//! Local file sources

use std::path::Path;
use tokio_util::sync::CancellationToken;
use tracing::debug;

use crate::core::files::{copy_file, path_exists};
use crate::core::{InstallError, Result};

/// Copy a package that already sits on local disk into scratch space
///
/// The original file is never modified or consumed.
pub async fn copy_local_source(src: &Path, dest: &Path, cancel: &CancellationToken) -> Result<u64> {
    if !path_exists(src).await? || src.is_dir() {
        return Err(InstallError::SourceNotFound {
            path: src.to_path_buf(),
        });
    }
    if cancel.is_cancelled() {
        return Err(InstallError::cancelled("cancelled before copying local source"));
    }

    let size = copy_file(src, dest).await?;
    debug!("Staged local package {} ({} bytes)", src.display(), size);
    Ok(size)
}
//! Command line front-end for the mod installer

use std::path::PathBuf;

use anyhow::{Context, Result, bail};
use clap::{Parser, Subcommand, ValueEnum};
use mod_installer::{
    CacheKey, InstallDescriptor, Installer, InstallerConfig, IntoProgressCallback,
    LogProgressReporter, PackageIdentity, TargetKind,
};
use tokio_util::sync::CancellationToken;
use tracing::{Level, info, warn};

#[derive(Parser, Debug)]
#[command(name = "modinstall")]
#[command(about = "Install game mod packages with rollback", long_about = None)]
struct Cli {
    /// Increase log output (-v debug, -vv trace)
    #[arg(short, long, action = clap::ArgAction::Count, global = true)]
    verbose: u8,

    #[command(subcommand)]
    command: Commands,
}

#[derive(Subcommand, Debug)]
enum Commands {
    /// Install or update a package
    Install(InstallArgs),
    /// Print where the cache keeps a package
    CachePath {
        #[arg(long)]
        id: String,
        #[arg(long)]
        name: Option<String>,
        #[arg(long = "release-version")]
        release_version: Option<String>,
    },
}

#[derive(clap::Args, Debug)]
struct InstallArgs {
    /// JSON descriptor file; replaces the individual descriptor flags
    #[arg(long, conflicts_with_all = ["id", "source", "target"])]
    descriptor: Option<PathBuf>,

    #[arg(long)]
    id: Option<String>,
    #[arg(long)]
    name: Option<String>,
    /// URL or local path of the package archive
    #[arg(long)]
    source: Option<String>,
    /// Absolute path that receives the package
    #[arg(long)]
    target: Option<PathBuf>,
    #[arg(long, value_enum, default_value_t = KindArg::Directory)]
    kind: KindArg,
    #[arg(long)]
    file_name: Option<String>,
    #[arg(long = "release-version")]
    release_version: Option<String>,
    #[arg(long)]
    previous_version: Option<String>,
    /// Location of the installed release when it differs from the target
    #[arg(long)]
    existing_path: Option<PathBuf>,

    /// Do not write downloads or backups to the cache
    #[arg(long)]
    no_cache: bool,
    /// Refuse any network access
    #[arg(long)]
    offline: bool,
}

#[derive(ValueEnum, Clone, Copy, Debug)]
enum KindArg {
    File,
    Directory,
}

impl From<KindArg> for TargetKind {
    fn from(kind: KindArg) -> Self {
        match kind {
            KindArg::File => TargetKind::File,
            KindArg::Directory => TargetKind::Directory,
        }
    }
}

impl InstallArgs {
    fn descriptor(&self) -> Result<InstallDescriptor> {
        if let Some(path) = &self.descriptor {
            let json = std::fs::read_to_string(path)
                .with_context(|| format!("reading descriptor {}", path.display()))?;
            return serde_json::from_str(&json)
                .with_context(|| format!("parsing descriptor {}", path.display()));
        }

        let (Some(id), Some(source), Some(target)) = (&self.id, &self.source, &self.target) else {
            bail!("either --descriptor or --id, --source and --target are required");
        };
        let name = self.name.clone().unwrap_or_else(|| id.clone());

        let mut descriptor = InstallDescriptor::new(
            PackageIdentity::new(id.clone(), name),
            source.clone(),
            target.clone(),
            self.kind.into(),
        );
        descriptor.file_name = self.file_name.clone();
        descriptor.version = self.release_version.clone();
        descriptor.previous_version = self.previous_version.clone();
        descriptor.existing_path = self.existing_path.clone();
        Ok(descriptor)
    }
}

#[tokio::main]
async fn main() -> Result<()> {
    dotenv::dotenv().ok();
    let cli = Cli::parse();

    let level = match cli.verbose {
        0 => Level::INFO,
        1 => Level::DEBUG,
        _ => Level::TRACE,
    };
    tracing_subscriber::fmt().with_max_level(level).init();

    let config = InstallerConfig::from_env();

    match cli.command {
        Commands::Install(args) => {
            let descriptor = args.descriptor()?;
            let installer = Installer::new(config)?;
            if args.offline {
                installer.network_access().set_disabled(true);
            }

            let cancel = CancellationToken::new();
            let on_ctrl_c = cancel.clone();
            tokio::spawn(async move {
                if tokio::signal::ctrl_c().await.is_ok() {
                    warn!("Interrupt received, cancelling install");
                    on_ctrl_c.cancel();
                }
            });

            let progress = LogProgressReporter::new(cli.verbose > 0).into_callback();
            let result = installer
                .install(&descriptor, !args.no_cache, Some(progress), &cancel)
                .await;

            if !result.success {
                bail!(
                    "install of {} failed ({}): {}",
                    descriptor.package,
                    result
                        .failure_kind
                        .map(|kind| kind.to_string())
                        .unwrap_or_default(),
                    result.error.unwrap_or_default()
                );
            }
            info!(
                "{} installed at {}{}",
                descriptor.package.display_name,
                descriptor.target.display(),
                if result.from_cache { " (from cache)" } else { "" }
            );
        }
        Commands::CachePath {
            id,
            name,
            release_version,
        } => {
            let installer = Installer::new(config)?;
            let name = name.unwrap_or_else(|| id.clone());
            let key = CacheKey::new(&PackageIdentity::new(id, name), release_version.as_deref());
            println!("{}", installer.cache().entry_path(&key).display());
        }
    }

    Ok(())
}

□ □ □ □ □

● **Exercise**
The listing above is to be restated word for word.

● **Solution**
//! Local file sources

use std::path::Path;
use tokio_util::sync::CancellationToken;
use tracing::debug;

use crate::core::files::{copy_file, path_exists};
use crate::core::{InstallError, Result};

/// Copy a package that already sits on local disk into scratch space
///
/// The original file is never modified or consumed.
pub async fn copy_local_source(src: &Path, dest: &Path, cancel: &CancellationToken) -> Result<u64> {
    if !path_exists(src).await? || src.is_dir() {
        return Err(InstallError::SourceNotFound {
            path: src.to_path_buf(),
        });
    }
    if cancel.is_cancelled() {
        return Err(InstallError::cancelled("cancelled before copying local source"));
    }

    let size = copy_file(src, dest).await?;
    debug!("Staged local package {} ({} bytes)", src.display(), size);
    Ok(size)
}
//! Command line front-end for the mod installer

use std::path::PathBuf;

use anyhow::{Context, Result, bail};
use clap::{Parser, Subcommand, ValueEnum};
use mod_installer::{
    CacheKey, InstallDescriptor, Installer, InstallerConfig, IntoProgressCallback,
    LogProgressReporter, PackageIdentity, TargetKind,
};
use tokio_util::sync::CancellationToken;
use tracing::{Level, info, warn};

#[derive(Parser, Debug)]
#[command(name = "modinstall")]
#[command(about = "Install game mod packages with rollback", long_about = None)]
struct Cli {
    /// Increase log output (-v debug, -vv trace)
    #[arg(short, long, action = clap::ArgAction::Count, global = true)]
    verbose: u8,

    #[command(subcommand)]
    command: Commands,
}

#[derive(Subcommand, Debug)]
enum Commands {
    /// Install or update a package
    Install(InstallArgs),
    /// Print where the cache keeps a package
    CachePath {
        #[arg(long)]
        id: String,
        #[arg(long)]
        name: Option<String>,
        #[arg(long = "release-version")]
        release_version: Option<String>,
    },
}

#[derive(clap::Args, Debug)]
struct InstallArgs {
    /// JSON descriptor file; replaces the individual descriptor flags
    #[arg(long, conflicts_with_all = ["id", "source", "target"])]
    descriptor: Option<PathBuf>,

    #[arg(long)]
    id: Option<String>,
    #[arg(long)]
    name: Option<String>,
    /// URL or local path of the package archive
    #[arg(long)]
    source: Option<String>,
    /// Absolute path that receives the package
    #[arg(long)]
    target: Option<PathBuf>,
    #[arg(long, value_enum, default_value_t = KindArg::Directory)]
    kind: KindArg,
    #[arg(long)]
    file_name: Option<String>,
    #[arg(long = "release-version")]
    release_version: Option<String>,
    #[arg(long)]
    previous_version: Option<String>,
    /// Location of the installed release when it differs from the target
    #[arg(long)]
    existing_path: Option<PathBuf>,

    /// Do not write downloads or backups to the cache
    #[arg(long)]
    no_cache: bool,
    /// Refuse any network access
    #[arg(long)]
    offline: bool,
}

#[derive(ValueEnum, Clone, Copy, Debug)]
enum KindArg {
    File,
    Directory,
}

impl From<KindArg> for TargetKind {
    fn from(kind: KindArg) -> Self {
        match kind {
            KindArg::File => TargetKind::File,
            KindArg::Directory => TargetKind::Directory,
        }
    }
}

impl InstallArgs {
    fn descriptor(&self) -> Result<InstallDescriptor> {
        if let Some(path) = &self.descriptor {
            let json = std::fs::read_to_string(path)
                .with_context(|| format!("reading descriptor {}", path.display()))?;
            return serde_json::from_str(&json)
                .with_context(|| format!("parsing descriptor {}", path.display()));
        }

        let (Some(id), Some(source), Some(target)) = (&self.id, &self.source, &self.target) else {
            bail!("either --descriptor or --id, --source and --target are required");
        };
        let name = self.name.clone().unwrap_or_else(|| id.clone());

        let mut descriptor = InstallDescriptor::new(
            PackageIdentity::new(id.clone(), name),
            source.clone(),
            target.clone(),
            self.kind.into(),
        );
        descriptor.file_name = self.file_name.clone();
        descriptor.version = self.release_version.clone();
        descriptor.previous_version = self.previous_version.clone();
        descriptor.existing_path = self.existing_path.clone();
        Ok(descriptor)
    }
}

#[tokio::main]
async fn main() -> Result<()> {
    dotenv::dotenv().ok();
    let cli = Cli::parse();

    let level = match cli.verbose {
        0 => Level::INFO,
        1 => Level::DEBUG,
        _ => Level::TRACE,
    };
    tracing_subscriber::fmt().with_max_level(level).init();

    let config = InstallerConfig::from_env();

    match cli.command {
        Commands::Install(args) => {
            let descriptor = args.descriptor()?;
            let installer = Installer::new(config)?;
            if args.offline {
                installer.network_access().set_disabled(true);
            }

            let cancel = CancellationToken::new();
            let on_ctrl_c = cancel.clone();
            tokio::spawn(async move {
                if tokio::signal::ctrl_c().await.is_ok() {
                    warn!("Interrupt received, cancelling install");
                    on_ctrl_c.cancel();
                }
            });

            let progress = LogProgressReporter::new(cli.verbose > 0).into_callback();
            let result = installer
                .install(&descriptor, !args.no_cache, Some(progress), &cancel)
                .await;

            if !result.success {
                bail!(
                    "install of {} failed ({}): {}",
                    descriptor.package,
                    result
                        .failure_kind
                        .map(|kind| kind.to_string())
                        .unwrap_or_default(),
                    result.error.unwrap_or_default()
                );
            }
            info!(
                "{} installed at {}{}",
                descriptor.package.display_name,
                descriptor.target.display(),
                if result.from_cache { " (from cache)" } else { "" }
            );
        }
        Commands::CachePath {
            id,
            name,
            release_version,
        } => {
            let installer = Installer::new(config)?;
            let name = name.unwrap_or_else(|| id.clone());
            let key = CacheKey::new(&PackageIdentity::new(id, name), release_version.as_deref());
            println!("{}", installer.cache().entry_path(&key).display());
        }
    }

    Ok(())
}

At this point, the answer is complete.